Annually, malaria kills as many
as 700,000 African children under the age of five. God bless the World Health
Organization and the myriads of NGOs, who supply us with mosquito nets which
reduce the spread of the disease. But as no one spends all his life under the
nets, we still get bitten by mosquito and contract the dreaded malaria fever. I actually
fancy the thought that mosquitoes are nocturnal insects which started running
daytime shifts just to suck our blood; because most of us are safely tucked
under the nets at night.
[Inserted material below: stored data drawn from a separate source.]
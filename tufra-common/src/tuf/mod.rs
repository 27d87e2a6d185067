//! TUF integration of the download client. Trust bootstrapping, the
//! per-repository metadata cache and the verified target fetch all live
//! here; signature and consistency checking is entirely `tough`'s job.

use std::path::{Path, PathBuf};

use base64::prelude::BASE64_STANDARD;
use base64::Engine;
use directories::ProjectDirs;
use sha2::{Digest, Sha256};
use tough::schema::{Root, Signed};
use tough::{IntoVec, RepositoryLoader, TargetName};
use tracing::{debug, warn};
use url::Url;

use crate::error::Error;

pub mod transport;

pub use transport::RegistryTransport;

/// File name of the trusted root inside the metadata cache.
pub const TRUSTED_ROOT_FILE: &str = "root.json";

/// Per-repository metadata cache directory. Repositories are keyed by the
/// first 8 hex characters of the sha256 of their metadata URL.
pub fn metadata_cache_dir(metadata_url: &str) -> Result<PathBuf, Error> {
    let digest = hex::encode(Sha256::digest(metadata_url.as_bytes()));
    let dirs = ProjectDirs::from("", "", "tufra").ok_or(Error::HomeDirectory)?;
    Ok(dirs.data_local_dir().join(&digest[..8]))
}

/// Decode the base64-encoded trusted root path from the configuration.
pub fn decode_trusted_root(encoded: &str) -> Result<PathBuf, Error> {
    let decoded = BASE64_STANDARD
        .decode(encoded.trim())
        .map_err(|err| Error::InvalidTrustedRoot(err.to_string()))?;
    let path =
        String::from_utf8(decoded).map_err(|err| Error::InvalidTrustedRoot(err.to_string()))?;
    Ok(PathBuf::from(path))
}

/// Install `root` as the trusted root of the metadata cache.
pub async fn init_trusted_root(metadata_dir: &Path, root: &Path) -> Result<(), Error> {
    tokio::fs::create_dir_all(metadata_dir).await?;
    let data = tokio::fs::read(root).await?;
    tokio::fs::write(metadata_dir.join(TRUSTED_ROOT_FILE), data).await?;
    Ok(())
}

/// Trust-on-first-use initialization: fetch the version 1 root from the
/// metadata URL and install it as the trusted root. Only reached when no
/// root was configured and the cache is empty.
pub async fn init_tofu(metadata_url: &Url, metadata_dir: &Path) -> Result<(), Error> {
    let url = metadata_url.join("1.root.json")?;
    debug!("fetching initial root from {url}");
    let response = reqwest::get(url.clone()).await?;
    if !response.status().is_success() {
        return Err(Error::UnexpectedResponse {
            endpoint: url.to_string(),
            status: response.status().as_u16(),
            body: response.text().await.unwrap_or_default(),
        });
    }
    let data = response.bytes().await?;
    tokio::fs::create_dir_all(metadata_dir).await?;
    tokio::fs::write(metadata_dir.join(TRUSTED_ROOT_FILE), &data).await?;
    Ok(())
}

/// Whether the metadata cache already holds a trusted root.
pub fn has_trusted_root(metadata_dir: &Path) -> bool {
    metadata_dir.join(TRUSTED_ROOT_FILE).is_file()
}

/// A TUF-verified artifact downloader for one repository.
#[derive(Debug)]
pub struct ArtifactDownloader {
    metadata_url: Url,
    targets_url: Url,
    metadata_dir: PathBuf,
    transport: RegistryTransport,
}

impl ArtifactDownloader {
    pub fn new(metadata_url: Url, targets_url: Url, metadata_dir: PathBuf) -> Self {
        ArtifactDownloader {
            metadata_url,
            targets_url,
            metadata_dir,
            transport: RegistryTransport::from_env(),
        }
    }

    /// Compare the operator's hash-prefix expectation against the trusted
    /// root. The metadata decides how targets are addressed, the flag only
    /// exists to surface surprising repository configurations early.
    pub async fn check_hash_prefix(&self, expected: bool) -> Result<(), Error> {
        let data = tokio::fs::read(self.metadata_dir.join(TRUSTED_ROOT_FILE)).await?;
        let root: Signed<Root> = serde_json::from_slice(&data)?;
        if root.signed.consistent_snapshot != expected {
            warn!(
                "repository metadata sets consistent_snapshot={} which overrides the configured hash_prefix={}",
                root.signed.consistent_snapshot, expected
            );
        }
        Ok(())
    }

    /// Download `target` into `out_dir` after a full TUF verification
    /// round. Returns the path the artifact was written to.
    pub async fn download(&self, target: &str, out_dir: &Path) -> Result<PathBuf, Error> {
        let root = tokio::fs::read(self.metadata_dir.join(TRUSTED_ROOT_FILE)).await?;
        let repository = RepositoryLoader::new(
            root.as_slice(),
            self.metadata_url.clone(),
            self.targets_url.clone(),
        )
        .transport(self.transport.clone())
        .datastore(&self.metadata_dir)
        .load()
        .await?;

        let name = TargetName::new(target)?;
        let stream = repository
            .read_target(&name)
            .await?
            .ok_or_else(|| Error::TargetNotFound(target.to_string()))?;
        let data = stream
            .into_vec()
            .await
            .map_err(|err| Error::DownloadFailed(format!("{target}: {err}")))?;

        let out_path = out_dir.join(target);
        if let Some(parent) = out_path.parent() {
            tokio::fs::create_dir_all(parent).await?;
        }
        tokio::fs::write(&out_path, &data).await?;
        Ok(out_path)
    }
}

#[cfg(test)]
mod test {
    use super::*;

    #[test]
    fn test_metadata_cache_dir_is_keyed_by_url_hash() {
        let dir = metadata_cache_dir("http://example.org").expect("no cache dir");
        let digest = hex::encode(Sha256::digest(b"http://example.org"));
        assert_eq!(
            dir.file_name().and_then(|name| name.to_str()),
            Some(&digest[..8])
        );
    }

    #[test]
    fn test_metadata_cache_dir_differs_per_url() {
        let first = metadata_cache_dir("http://one.example.org").unwrap();
        let second = metadata_cache_dir("http://two.example.org").unwrap();
        assert_ne!(first, second);
    }

    #[test]
    fn test_decode_trusted_root() {
        let encoded = "ZXhhbXBsZS9ob21lL3BhdGgvLmxvY2FsL3NoYXJlL3R1ZnJhL3Jvb3QuanNvbg==";
        let decoded = decode_trusted_root(encoded).expect("decode failed");
        assert_eq!(
            decoded,
            PathBuf::from("example/home/path/.local/share/tufra/root.json")
        );
    }

    #[test]
    fn test_decode_trusted_root_rejects_garbage() {
        assert!(decode_trusted_root("not base64 at all!").is_err());
    }

    #[tokio::test]
    async fn test_init_trusted_root_copies_into_cache() {
        let dir = tempfile::tempdir().expect("failed to create tempdir");
        let root = dir.path().join("1.root.json");
        tokio::fs::write(&root, b"{}").await.unwrap();
        let cache = dir.path().join("cache");
        init_trusted_root(&cache, &root).await.expect("init failed");
        assert!(has_trusted_root(&cache));
        let copied = tokio::fs::read(cache.join(TRUSTED_ROOT_FILE)).await.unwrap();
        assert_eq!(copied, b"{}");
    }
}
Every now and then, when preventive measures like mosquito
nets fail, we recourse to curative ones.
One very common cure, back in the
day, was Quinine – the bitterest substance I have ever tasted since birth. For
the life of me, I still don’t understand why there were no sugar-coating or sweetened
variants! There was the Quinine syrup for kids and Quinine tablets for adults,
but everyone hated them. From children to parents, doctors to patients the drug
was abhorred, but it was the only thing that could cure malaria. Uptown kids,
like my wife, were encouraged by parents to drink it by promising a treat, say
a bottle of Fanta, for downing the face-contorting, tears-evoking potion. But
for people leaving on the other end of town, such as yours truly, there were no
positive inducers like Fanta or ice-cream.